Required work:
The response must contain every line of the records that follow, duplicated exactly.

Input records:

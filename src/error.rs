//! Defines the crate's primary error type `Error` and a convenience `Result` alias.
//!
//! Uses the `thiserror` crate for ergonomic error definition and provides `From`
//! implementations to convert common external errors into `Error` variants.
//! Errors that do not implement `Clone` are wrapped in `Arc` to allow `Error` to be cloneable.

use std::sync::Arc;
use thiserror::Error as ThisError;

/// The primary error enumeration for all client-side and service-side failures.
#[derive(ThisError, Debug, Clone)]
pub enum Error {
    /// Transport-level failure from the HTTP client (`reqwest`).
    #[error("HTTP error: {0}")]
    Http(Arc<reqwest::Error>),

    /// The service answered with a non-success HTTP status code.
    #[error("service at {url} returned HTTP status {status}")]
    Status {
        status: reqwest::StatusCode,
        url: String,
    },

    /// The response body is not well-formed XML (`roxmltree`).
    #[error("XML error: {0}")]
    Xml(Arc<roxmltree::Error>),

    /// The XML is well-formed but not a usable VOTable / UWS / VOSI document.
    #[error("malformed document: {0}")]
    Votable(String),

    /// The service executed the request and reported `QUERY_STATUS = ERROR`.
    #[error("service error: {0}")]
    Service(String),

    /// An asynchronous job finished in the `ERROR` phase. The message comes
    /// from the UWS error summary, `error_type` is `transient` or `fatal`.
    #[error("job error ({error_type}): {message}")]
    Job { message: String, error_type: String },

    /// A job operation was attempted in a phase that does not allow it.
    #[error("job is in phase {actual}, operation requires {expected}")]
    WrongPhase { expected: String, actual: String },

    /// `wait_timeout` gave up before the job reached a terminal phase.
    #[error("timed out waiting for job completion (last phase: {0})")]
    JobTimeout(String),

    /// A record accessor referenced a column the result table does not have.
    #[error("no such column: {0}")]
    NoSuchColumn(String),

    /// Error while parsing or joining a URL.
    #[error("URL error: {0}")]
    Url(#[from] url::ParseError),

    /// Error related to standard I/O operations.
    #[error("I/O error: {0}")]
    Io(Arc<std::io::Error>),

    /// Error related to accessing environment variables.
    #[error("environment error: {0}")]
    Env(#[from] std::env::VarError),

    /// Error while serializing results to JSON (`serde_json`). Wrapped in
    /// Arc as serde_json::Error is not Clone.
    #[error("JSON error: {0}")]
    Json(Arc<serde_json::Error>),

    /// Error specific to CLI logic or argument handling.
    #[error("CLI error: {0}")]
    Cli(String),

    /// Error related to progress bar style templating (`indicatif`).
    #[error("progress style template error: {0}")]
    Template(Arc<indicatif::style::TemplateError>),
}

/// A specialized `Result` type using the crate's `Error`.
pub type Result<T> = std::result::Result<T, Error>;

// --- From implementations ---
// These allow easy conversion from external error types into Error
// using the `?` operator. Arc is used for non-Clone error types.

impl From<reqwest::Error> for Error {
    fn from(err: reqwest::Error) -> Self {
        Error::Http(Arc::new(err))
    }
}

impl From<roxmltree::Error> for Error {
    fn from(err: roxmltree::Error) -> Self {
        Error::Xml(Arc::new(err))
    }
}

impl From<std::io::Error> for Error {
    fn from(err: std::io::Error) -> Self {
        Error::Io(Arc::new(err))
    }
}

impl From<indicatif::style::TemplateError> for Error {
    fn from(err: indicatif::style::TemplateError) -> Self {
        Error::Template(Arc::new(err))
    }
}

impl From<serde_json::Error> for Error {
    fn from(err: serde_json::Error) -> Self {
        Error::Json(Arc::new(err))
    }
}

Exercise output:
filename src/error.rs
//! Defines the crate's primary error type `Error` and a convenience `Result` alias.
//!
//! Uses the `thiserror` crate for ergonomic error definition and provides `From`
//! implementations to convert common external errors into `Error` variants.
//! Errors that do not implement `Clone` are wrapped in `Arc` to allow `Error` to be cloneable.

use std::sync::Arc;
use thiserror::Error as ThisError;

/// The primary error enumeration for all client-side and service-side failures.
#[derive(ThisError, Debug, Clone)]
pub enum Error {
    /// Transport-level failure from the HTTP client (`reqwest`).
    #[error("HTTP error: {0}")]
    Http(Arc<reqwest::Error>),

    /// The service answered with a non-success HTTP status code.
    #[error("service at {url} returned HTTP status {status}")]
    Status {
        status: reqwest::StatusCode,
        url: String,
    },

    /// The response body is not well-formed XML (`roxmltree`).
    #[error("XML error: {0}")]
    Xml(Arc<roxmltree::Error>),

    /// The XML is well-formed but not a usable VOTable / UWS / VOSI document.
    #[error("malformed document: {0}")]
    Votable(String),

    /// The service executed the request and reported `QUERY_STATUS = ERROR`.
    #[error("service error: {0}")]
    Service(String),

    /// An asynchronous job finished in the `ERROR` phase. The message comes
    /// from the UWS error summary, `error_type` is `transient` or `fatal`.
    #[error("job error ({error_type}): {message}")]
    Job { message: String, error_type: String },

    /// A job operation was attempted in a phase that does not allow it.
    #[error("job is in phase {actual}, operation requires {expected}")]
    WrongPhase { expected: String, actual: String },

    /// `wait_timeout` gave up before the job reached a terminal phase.
    #[error("timed out waiting for job completion (last phase: {0})")]
    JobTimeout(String),

    /// A record accessor referenced a column the result table does not have.
    #[error("no such column: {0}")]
    NoSuchColumn(String),

    /// Error while parsing or joining a URL.
    #[error("URL error: {0}")]
    Url(#[from] url::ParseError),

    /// Error related to standard I/O operations.
    #[error("I/O error: {0}")]
    Io(Arc<std::io::Error>),

    /// Error related to accessing environment variables.
    #[error("environment error: {0}")]
    Env(#[from] std::env::VarError),

    /// Error while serializing results to JSON (`serde_json`). Wrapped in
    /// Arc as serde_json::Error is not Clone.
    #[error("JSON error: {0}")]
    Json(Arc<serde_json::Error>),

    /// Error specific to CLI logic or argument handling.
    #[error("CLI error: {0}")]
    Cli(String),

    /// Error related to progress bar style templating (`indicatif`).
    #[error("progress style template error: {0}")]
    Template(Arc<indicatif::style::TemplateError>),
}

/// A specialized `Result` type using the crate's `Error`.
pub type Result<T> = std::result::Result<T, Error>;

// --- From implementations ---
// These allow easy conversion from external error types into Error
// using the `?` operator. Arc is used for non-Clone error types.

impl From<reqwest::Error> for Error {
    fn from(err: reqwest::Error) -> Self {
        Error::Http(Arc::new(err))
    }
}

impl From<roxmltree::Error> for Error {
    fn from(err: roxmltree::Error) -> Self {
        Error::Xml(Arc::new(err))
    }
}

impl From<std::io::Error> for Error {
    fn from(err: std::io::Error) -> Self {
        Error::Io(Arc::new(err))
    }
}

impl From<indicatif::style::TemplateError> for Error {
    fn from(err: indicatif::style::TemplateError) -> Self {
        Error::Template(Arc::new(err))
    }
}

impl From<serde_json::Error> for Error {
    fn from(err: serde_json::Error) -> Self {
        Error::Json(Arc::new(err))
    }
}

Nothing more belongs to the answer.